### Records supplied

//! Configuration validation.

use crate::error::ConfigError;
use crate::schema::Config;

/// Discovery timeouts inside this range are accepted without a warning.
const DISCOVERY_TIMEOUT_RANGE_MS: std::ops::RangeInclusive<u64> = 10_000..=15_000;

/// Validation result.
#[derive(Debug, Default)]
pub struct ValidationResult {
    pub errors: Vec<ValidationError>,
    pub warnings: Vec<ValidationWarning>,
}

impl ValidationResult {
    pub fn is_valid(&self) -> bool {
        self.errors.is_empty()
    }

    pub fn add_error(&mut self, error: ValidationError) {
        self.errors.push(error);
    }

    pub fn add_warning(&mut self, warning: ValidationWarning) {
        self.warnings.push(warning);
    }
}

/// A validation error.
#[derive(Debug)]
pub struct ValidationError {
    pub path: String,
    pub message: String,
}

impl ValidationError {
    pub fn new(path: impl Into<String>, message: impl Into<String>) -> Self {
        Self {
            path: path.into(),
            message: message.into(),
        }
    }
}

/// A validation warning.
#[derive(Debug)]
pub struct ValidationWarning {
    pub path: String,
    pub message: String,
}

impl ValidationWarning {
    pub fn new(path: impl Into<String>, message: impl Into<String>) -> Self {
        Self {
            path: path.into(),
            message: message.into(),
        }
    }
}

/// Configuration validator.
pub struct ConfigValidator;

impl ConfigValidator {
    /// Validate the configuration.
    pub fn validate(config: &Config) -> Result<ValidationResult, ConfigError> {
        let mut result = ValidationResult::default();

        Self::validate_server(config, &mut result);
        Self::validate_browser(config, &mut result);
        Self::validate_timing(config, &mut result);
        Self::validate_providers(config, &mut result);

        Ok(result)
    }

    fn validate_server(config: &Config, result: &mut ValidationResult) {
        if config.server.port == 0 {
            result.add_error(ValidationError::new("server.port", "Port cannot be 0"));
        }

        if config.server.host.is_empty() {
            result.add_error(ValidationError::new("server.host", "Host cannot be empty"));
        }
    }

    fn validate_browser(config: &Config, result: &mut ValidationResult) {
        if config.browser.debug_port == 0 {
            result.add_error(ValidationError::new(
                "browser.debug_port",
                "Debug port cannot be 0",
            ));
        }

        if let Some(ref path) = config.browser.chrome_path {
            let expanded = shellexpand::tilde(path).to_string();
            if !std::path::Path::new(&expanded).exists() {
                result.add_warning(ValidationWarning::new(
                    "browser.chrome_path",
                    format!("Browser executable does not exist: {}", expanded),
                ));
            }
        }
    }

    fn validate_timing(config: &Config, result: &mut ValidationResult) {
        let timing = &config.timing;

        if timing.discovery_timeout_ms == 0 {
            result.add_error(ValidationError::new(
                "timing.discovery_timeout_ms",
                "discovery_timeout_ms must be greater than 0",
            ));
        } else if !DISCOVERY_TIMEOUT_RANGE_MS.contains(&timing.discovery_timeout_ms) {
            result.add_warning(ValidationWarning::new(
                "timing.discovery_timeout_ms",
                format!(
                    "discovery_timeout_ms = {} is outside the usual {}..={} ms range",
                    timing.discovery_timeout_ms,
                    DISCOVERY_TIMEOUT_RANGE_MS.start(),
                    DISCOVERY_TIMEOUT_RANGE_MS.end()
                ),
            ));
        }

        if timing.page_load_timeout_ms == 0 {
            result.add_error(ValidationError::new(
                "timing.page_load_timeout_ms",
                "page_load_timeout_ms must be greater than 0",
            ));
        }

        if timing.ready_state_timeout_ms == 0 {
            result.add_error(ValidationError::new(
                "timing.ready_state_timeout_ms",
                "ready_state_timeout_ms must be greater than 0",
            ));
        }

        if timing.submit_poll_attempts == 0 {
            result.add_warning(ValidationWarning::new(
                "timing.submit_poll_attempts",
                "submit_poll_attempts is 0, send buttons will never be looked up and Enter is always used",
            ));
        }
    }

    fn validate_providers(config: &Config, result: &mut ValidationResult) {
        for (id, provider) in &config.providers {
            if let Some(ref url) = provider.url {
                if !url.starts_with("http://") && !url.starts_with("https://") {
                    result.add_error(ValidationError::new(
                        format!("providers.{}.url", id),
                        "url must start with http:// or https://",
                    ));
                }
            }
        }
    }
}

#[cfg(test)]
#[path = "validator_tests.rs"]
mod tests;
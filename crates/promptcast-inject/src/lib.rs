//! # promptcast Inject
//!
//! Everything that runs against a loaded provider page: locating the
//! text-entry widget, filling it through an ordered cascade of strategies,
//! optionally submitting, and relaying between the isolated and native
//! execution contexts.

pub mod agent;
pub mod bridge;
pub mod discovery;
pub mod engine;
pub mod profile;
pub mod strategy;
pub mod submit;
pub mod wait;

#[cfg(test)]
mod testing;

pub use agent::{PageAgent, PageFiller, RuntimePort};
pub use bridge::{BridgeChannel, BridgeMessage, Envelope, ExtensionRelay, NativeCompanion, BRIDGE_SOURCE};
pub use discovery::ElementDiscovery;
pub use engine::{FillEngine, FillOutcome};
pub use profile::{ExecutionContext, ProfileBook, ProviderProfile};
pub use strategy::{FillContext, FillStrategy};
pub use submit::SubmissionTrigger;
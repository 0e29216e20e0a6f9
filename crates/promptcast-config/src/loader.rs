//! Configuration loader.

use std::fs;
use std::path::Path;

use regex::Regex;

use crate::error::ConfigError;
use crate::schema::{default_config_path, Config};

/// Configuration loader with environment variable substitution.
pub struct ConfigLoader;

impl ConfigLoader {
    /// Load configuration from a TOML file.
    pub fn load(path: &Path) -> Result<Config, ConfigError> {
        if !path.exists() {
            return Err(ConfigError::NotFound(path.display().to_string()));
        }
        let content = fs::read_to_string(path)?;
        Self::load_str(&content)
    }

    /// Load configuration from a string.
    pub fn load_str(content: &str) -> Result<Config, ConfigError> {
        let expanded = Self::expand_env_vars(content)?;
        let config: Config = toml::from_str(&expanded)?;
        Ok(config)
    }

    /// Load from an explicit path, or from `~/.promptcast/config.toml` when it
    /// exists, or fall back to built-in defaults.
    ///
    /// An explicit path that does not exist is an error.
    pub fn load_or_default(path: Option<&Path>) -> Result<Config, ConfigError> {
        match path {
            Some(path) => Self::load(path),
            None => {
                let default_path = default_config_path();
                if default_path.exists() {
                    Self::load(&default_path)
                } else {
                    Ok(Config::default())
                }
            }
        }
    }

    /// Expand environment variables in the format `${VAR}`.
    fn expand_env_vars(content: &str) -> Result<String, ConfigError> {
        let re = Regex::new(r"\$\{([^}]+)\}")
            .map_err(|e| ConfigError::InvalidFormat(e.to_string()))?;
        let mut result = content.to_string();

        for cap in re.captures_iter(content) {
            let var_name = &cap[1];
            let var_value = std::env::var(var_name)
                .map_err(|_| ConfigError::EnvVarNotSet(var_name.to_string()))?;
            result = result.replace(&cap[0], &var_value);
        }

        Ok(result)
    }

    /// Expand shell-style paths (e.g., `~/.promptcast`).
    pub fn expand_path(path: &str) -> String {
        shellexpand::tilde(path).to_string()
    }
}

### Task to carry out
Where does "http" occur in the data? Copy each line that has it.

### Written response
                if !url.starts_with("http://") && !url.starts_with("https://") {
                        "url must start with http:// or https://",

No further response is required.